Little Frankie’s is the cadet arm of the mighty Frankie & Benny’s chain, which has over 200 outlets in the UK. The only thing that distinguishes them is their piccolo size, otherwise they offer up the same shtick: a cod version of the cultural miscegenation that on their website is styled variously “New York Italian” or “Italian American”, but which at the branch where we found ourselves was detailed – as one of my sharp-eyed sons pointed out – “American Italian”.

I’d like to think that this was because someone high up in The Restaurant Group (the plc that owns the chain, along with Garfunkel’s and Chiquito) had come to the conclusion either that: a) such now is the degree of assimilation that it should be reflected in their terminology, or b) they need to dissociate themselves from all the usual Italian- American clichés – DiMaggio, Sinatra, The Sopranos, blah, blah, yech.

But the reality is almost certainly that a middle-ranking marketer had focus-grouped the reversed couplet and found out it played better with punters, such – as I believe I’ve already pointed out – is life. In Little Frankie’s, the bubblegum Fifties pop played nonstop and I wondered what our waitress – who admitted to me she came from Pisa – made of it all. The marketing department long ago (1995, when the first branch opened in Leicester) concocted a backstory: the eponymous Frankie, aged ten, moved from Sicily to Little Italy in New York in 1924 and a year later his parents opened a restaurant . . . blah, blah, yech. I can’t believe anyone devotes any more headspace to this than they do to the flash-bulbed revenants they see on their way down to the chequerboard-tiled toilets. There may be dark wood floors and bentwood chairs and “granite-effect” tabletops at Little Frankie’s, but so far as I could see, the only evidence of a sense the clientele were involved with was taste.

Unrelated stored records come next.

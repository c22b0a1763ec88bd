//! Error types for netbackup.
//!
//! The SSH stack (transport, channel, driver, platform) has its own layered
//! errors. The backup core adds device-scoped [`FetchError`]s, which are
//! always recovered into a `NOT_OK` outcome, and batch-scoped errors that
//! stop the run before or after the device loop.

use std::io;
use std::path::PathBuf;
use std::time::Duration;

use thiserror::Error;

/// Main error type for netbackup operations.
#[derive(Error, Debug)]
pub enum Error {
    /// SSH transport-level errors
    #[error("Transport error: {0}")]
    Transport(#[from] TransportError),

    /// Channel operation errors
    #[error("Channel error: {0}")]
    Channel(#[from] ChannelError),

    /// Driver-level errors
    #[error("Driver error: {0}")]
    Driver(#[from] DriverError),

    /// Platform/vendor errors
    #[error("Platform error: {0}")]
    Platform(#[from] PlatformError),

    /// Device catalog errors
    #[error("Catalog error: {0}")]
    Catalog(#[from] CatalogError),

    /// Inventory file errors
    #[error("Inventory error: {0}")]
    Inventory(#[from] InventoryError),

    /// Secrets file errors
    #[error("Secrets error: {0}")]
    Secrets(#[from] SecretsError),

    /// Backup output errors
    #[error("Persistence error: {0}")]
    Persistence(#[from] PersistenceError),

    /// Report rendering errors
    #[error("Report error: {0}")]
    Report(#[from] ReportError),

    /// Report mailing errors
    #[error("Mail error: {0}")]
    Mail(#[from] MailError),

    /// HTTP client construction errors
    #[error("HTTP client error: {0}")]
    Http(#[from] reqwest::Error),
}

/// Transport layer errors (SSH connection, authentication).
#[derive(Error, Debug)]
pub enum TransportError {
    /// SSH handshake or protocol error
    #[error("SSH error: {0}")]
    Ssh(#[from] russh::Error),

    /// Authentication failed
    #[error("Authentication failed for user '{user}'")]
    AuthenticationFailed { user: String },

    /// SSH key error
    #[error("SSH key error: {0}")]
    Key(String),

    /// Host is not in known_hosts and strict checking is enabled
    #[error("Host key for {host}:{port} is unknown")]
    HostKeyUnknown { host: String, port: u16 },

    /// Host key does not match the one recorded in known_hosts
    #[error("Host key for {host}:{port} changed (known_hosts line {line})")]
    HostKeyChanged { host: String, port: u16, line: usize },

    /// known_hosts could not be read or written
    #[error("known_hosts error: {0}")]
    KnownHosts(String),

    /// Connection was closed unexpectedly
    #[error("Connection disconnected")]
    Disconnected,

    /// Operation timed out
    #[error("Operation timed out after {0:?}")]
    Timeout(Duration),

    /// I/O error
    #[error("I/O error: {0}")]
    Io(#[from] io::Error),
}

/// Channel layer errors (pattern matching, PTY operations).
#[derive(Error, Debug)]
pub enum ChannelError {
    /// Pattern matching timed out
    #[error("Pattern not found within {0:?}")]
    PatternTimeout(Duration),

    /// Output never went quiet within the read budget
    #[error("Output still arriving after {0:?}")]
    DrainTimeout(Duration),

    /// Channel closed unexpectedly
    #[error("Channel closed")]
    Closed,

    /// SSH protocol error on the channel
    #[error("Channel SSH error: {0}")]
    Ssh(russh::Error),
}

/// Driver layer errors (command execution, privilege escalation).
#[derive(Error, Debug)]
pub enum DriverError {
    /// Driver not connected
    #[error("Driver not connected - call open() first")]
    NotConnected,

    /// Driver already connected
    #[error("Driver already connected")]
    AlreadyConnected,

    /// Command output matched one of the platform's failure strings
    #[error("Command '{command}' failed: {message}")]
    CommandFailed { command: String, message: String },

    /// Failed to acquire target privilege level
    #[error("Failed to acquire privilege level '{target}'")]
    PrivilegeAcquisitionFailed { target: String },

    /// Unknown privilege level detected
    #[error("Unknown privilege level from prompt: '{prompt}'")]
    UnknownPrivilege { prompt: String },

    /// No path found between privilege levels
    #[error("No path from privilege '{from}' to '{to}'")]
    NoPrivilegePath { from: String, to: String },
}

/// Platform/vendor definition errors.
#[derive(Error, Debug)]
pub enum PlatformError {
    /// Invalid platform definition
    #[error("Invalid platform definition: {message}")]
    InvalidDefinition { message: String },

    /// Platform name not known to the registry
    #[error("Unknown platform '{name}'")]
    UnknownPlatform { name: String },

    /// Invalid prompt regex
    #[error("Invalid prompt pattern: {0}")]
    InvalidPattern(#[from] regex::Error),
}

/// A record that cannot be classified or used as-is.
#[derive(Error, Debug, Clone, PartialEq, Eq)]
pub enum ValidationError {
    /// Device kind is empty or not present in the catalog
    #[error("device '{device}': unknown device_kind '{kind}'")]
    UnknownKind { device: String, kind: String },

    /// Name is empty or cannot be used as a file name
    #[error("device '{device}': invalid name")]
    InvalidName { device: String },

    /// Name already used by an earlier record in the batch
    #[error("device '{device}': duplicate name")]
    DuplicateName { device: String },

    /// Host is empty
    #[error("device '{device}': missing host")]
    MissingHost { device: String },
}

impl ValidationError {
    /// The offending record's name.
    pub fn device(&self) -> &str {
        match self {
            Self::UnknownKind { device, .. }
            | Self::InvalidName { device }
            | Self::DuplicateName { device }
            | Self::MissingHost { device } => device,
        }
    }
}

/// Credential resolution failures.
#[derive(Error, Debug, Clone, PartialEq, Eq)]
pub enum CredentialError {
    /// Shell credential reference is not a known login set
    #[error("unknown credential reference '{reference}'")]
    UnknownReference { reference: String },

    /// Secret entry named by the reference is absent
    #[error("no secret named '{key}'")]
    MissingSecret { key: String },
}

/// Device-scoped errors raised while fetching a configuration.
///
/// These never abort a batch; the orchestrator turns each into a `NOT_OK`
/// outcome.
#[derive(Error, Debug)]
pub enum FetchError {
    /// Credentials could not be resolved
    #[error("credential error: {0}")]
    Credential(#[from] CredentialError),

    /// Login rejected by the device
    #[error("authentication failed: {0}")]
    Authentication(String),

    /// Device unreachable or session dropped
    #[error("connection failed: {0}")]
    Connection(String),

    /// Shell session misbehaved (prompt not found, command rejected, ...)
    #[error("protocol error: {0}")]
    Protocol(String),

    /// HTTP request failed below the HTTP layer (DNS, refused, TLS)
    #[error("transport error: {0}")]
    Transport(String),

    /// HTTP response with a non-success status, when such responses are rejected
    #[error("HTTP status {status}")]
    HttpStatus { status: u16 },

    /// Device exceeded its time budget
    #[error("timed out after {0:?}")]
    Timeout(Duration),

    /// Run was cancelled while the device was in flight
    #[error("cancelled")]
    Cancelled,
}

impl From<Error> for FetchError {
    fn from(err: Error) -> Self {
        match err {
            Error::Transport(TransportError::AuthenticationFailed { user }) => {
                FetchError::Authentication(format!("rejected login for user '{user}'"))
            }
            Error::Transport(TransportError::Timeout(after)) => FetchError::Timeout(after),
            Error::Transport(e) => FetchError::Connection(e.to_string()),
            Error::Channel(ChannelError::Closed) => {
                FetchError::Connection("channel closed".to_string())
            }
            Error::Driver(DriverError::PrivilegeAcquisitionFailed { target }) => {
                FetchError::Authentication(format!("could not enter privilege level '{target}'"))
            }
            other => FetchError::Protocol(other.to_string()),
        }
    }
}

/// Device catalog construction errors.
#[derive(Error, Debug)]
pub enum CatalogError {
    /// The same kind is listed in both channel groups
    #[error("device kind '{kind}' is listed as both shell and http")]
    AmbiguousKind { kind: String },

    /// A shell kind references a platform that does not exist
    #[error("device kind '{kind}' uses unknown platform '{platform}'")]
    UnknownPlatform { kind: String, platform: String },

    /// Catalog file unreadable
    #[error("failed to read catalog {path:?}: {source}")]
    Read {
        path: PathBuf,
        #[source]
        source: io::Error,
    },

    /// Catalog file is not valid YAML for the schema
    #[error("failed to parse catalog: {0}")]
    Parse(#[from] serde_yaml::Error),
}

/// Inventory file errors.
#[derive(Error, Debug)]
pub enum InventoryError {
    /// Inventory file unreadable
    #[error("failed to read inventory {path:?}: {source}")]
    Read {
        path: PathBuf,
        #[source]
        source: io::Error,
    },

    /// Row with the wrong number of fields
    #[error("line {line}: expected 4 fields, found {found}")]
    FieldCount { line: usize, found: usize },

    /// Header row missing
    #[error("inventory is empty")]
    Empty,
}

/// Secrets file errors.
#[derive(Error, Debug)]
pub enum SecretsError {
    /// Env file missing or malformed
    #[error("failed to load secrets from {path:?}: {source}")]
    Load {
        path: PathBuf,
        #[source]
        source: dotenvy::Error,
    },

    /// Required entry absent
    #[error("missing required secret '{key}'")]
    Missing { key: String },

    /// Entry present but unusable
    #[error("secret '{key}' is invalid: {message}")]
    Invalid { key: String, message: String },
}

/// Failure to write a backup file.
#[derive(Error, Debug)]
#[error("failed to write {path:?}: {source}")]
pub struct PersistenceError {
    pub path: PathBuf,
    #[source]
    pub source: io::Error,
}

/// Report rendering errors.
#[derive(Error, Debug)]
pub enum ReportError {
    /// Template file unreadable
    #[error("failed to read template {path:?}: {source}")]
    Read {
        path: PathBuf,
        #[source]
        source: io::Error,
    },

    /// Template failed to compile or render
    #[error("template error: {0}")]
    Template(#[from] minijinja::Error),
}

/// Report mailing errors.
#[derive(Error, Debug)]
pub enum MailError {
    /// Address or message could not be built
    #[error("invalid message: {0}")]
    Message(String),

    /// SMTP exchange failed
    #[error("SMTP error: {0}")]
    Smtp(#[from] lettre::transport::smtp::Error),
}

/// Result type alias using netbackup's Error.
pub type Result<T> = std::result::Result<T, Error>;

The same sharp-eyed boy said his margherita pizza “thinks it’s better than it is”; a strange remark that I think was occasioned by it being covered with slices of actual tomato rather than just the purée he favours. The other son said that his burger was shit and his onion rings were shit, and the extra hot dog we ordered was also shit, but that he’d eaten them all because he was so hungry. For myself, I didn’t mind my tough little steak – and when I complained about the cold chips, the waitress obligingly brought me a dish of chips so hot that, had we been in an Italian-American restaurant, I’d have suspected the chef of trying to whack me. Bravissimo!

Will Self is an author and journalist. His books include Umbrella, Shark, The Book of Dave and The Butt. He writes the Madness of Crowds and Real Meals columns for the New Statesman.

This article first appeared in the 30 September 2013 issue of the New Statesman, The Tory Game of Thrones

Photo: NRK
Show Hide image

Skam, interrupted: why is the phenomenally popular teen drama ending before its peak?

The show has been building towards high school graduation – but now it’s ending before its lead characters finish school.

“Have you heard they started their bus already?”
“No!”
“One month into high school – and they started their bus.”

This Skype conversation between Eva and Isak comes early in the first episode of Skam. The phenomenally internationally successful series follows teenagers at a high school in Oslo. The “bus” they're discussing is a key plot point and concern of the students' lives. That’s because, in Norway, graduating high school students participate in “russefeiring” – it’s a rite of passage into adulthood, a celebration of completing high school, and a farewell to friends departing for university or jobs around the country.

Students gather into groups, give their gang a name, wear matching coloured overalls, rent a big car or a van, and spend late April to mid May (17 May – Norwegian Constitution Day) continuously partying. They call it the “three week binge”. It’s a big fucking deal. 

Skam, with its focus on teens in high school, has therefore spent a lot of time thinking about “russ”. The show, which is set at the exact same time it airs, has followed its four main characters Eva, Noora, Isak and Sana (who each have a season of the show written from their perspective, a la Skins), as well as all their friends, from their first few weeks at school in September 2015. In other words, preparations take years, and we’ve heard a lot about the plans for their russ bus.

In season one, Eva has fallen out with her best friend, and is hurt when she hears she is moving on and has formed a new bus, with new friends, called Pepsi Max.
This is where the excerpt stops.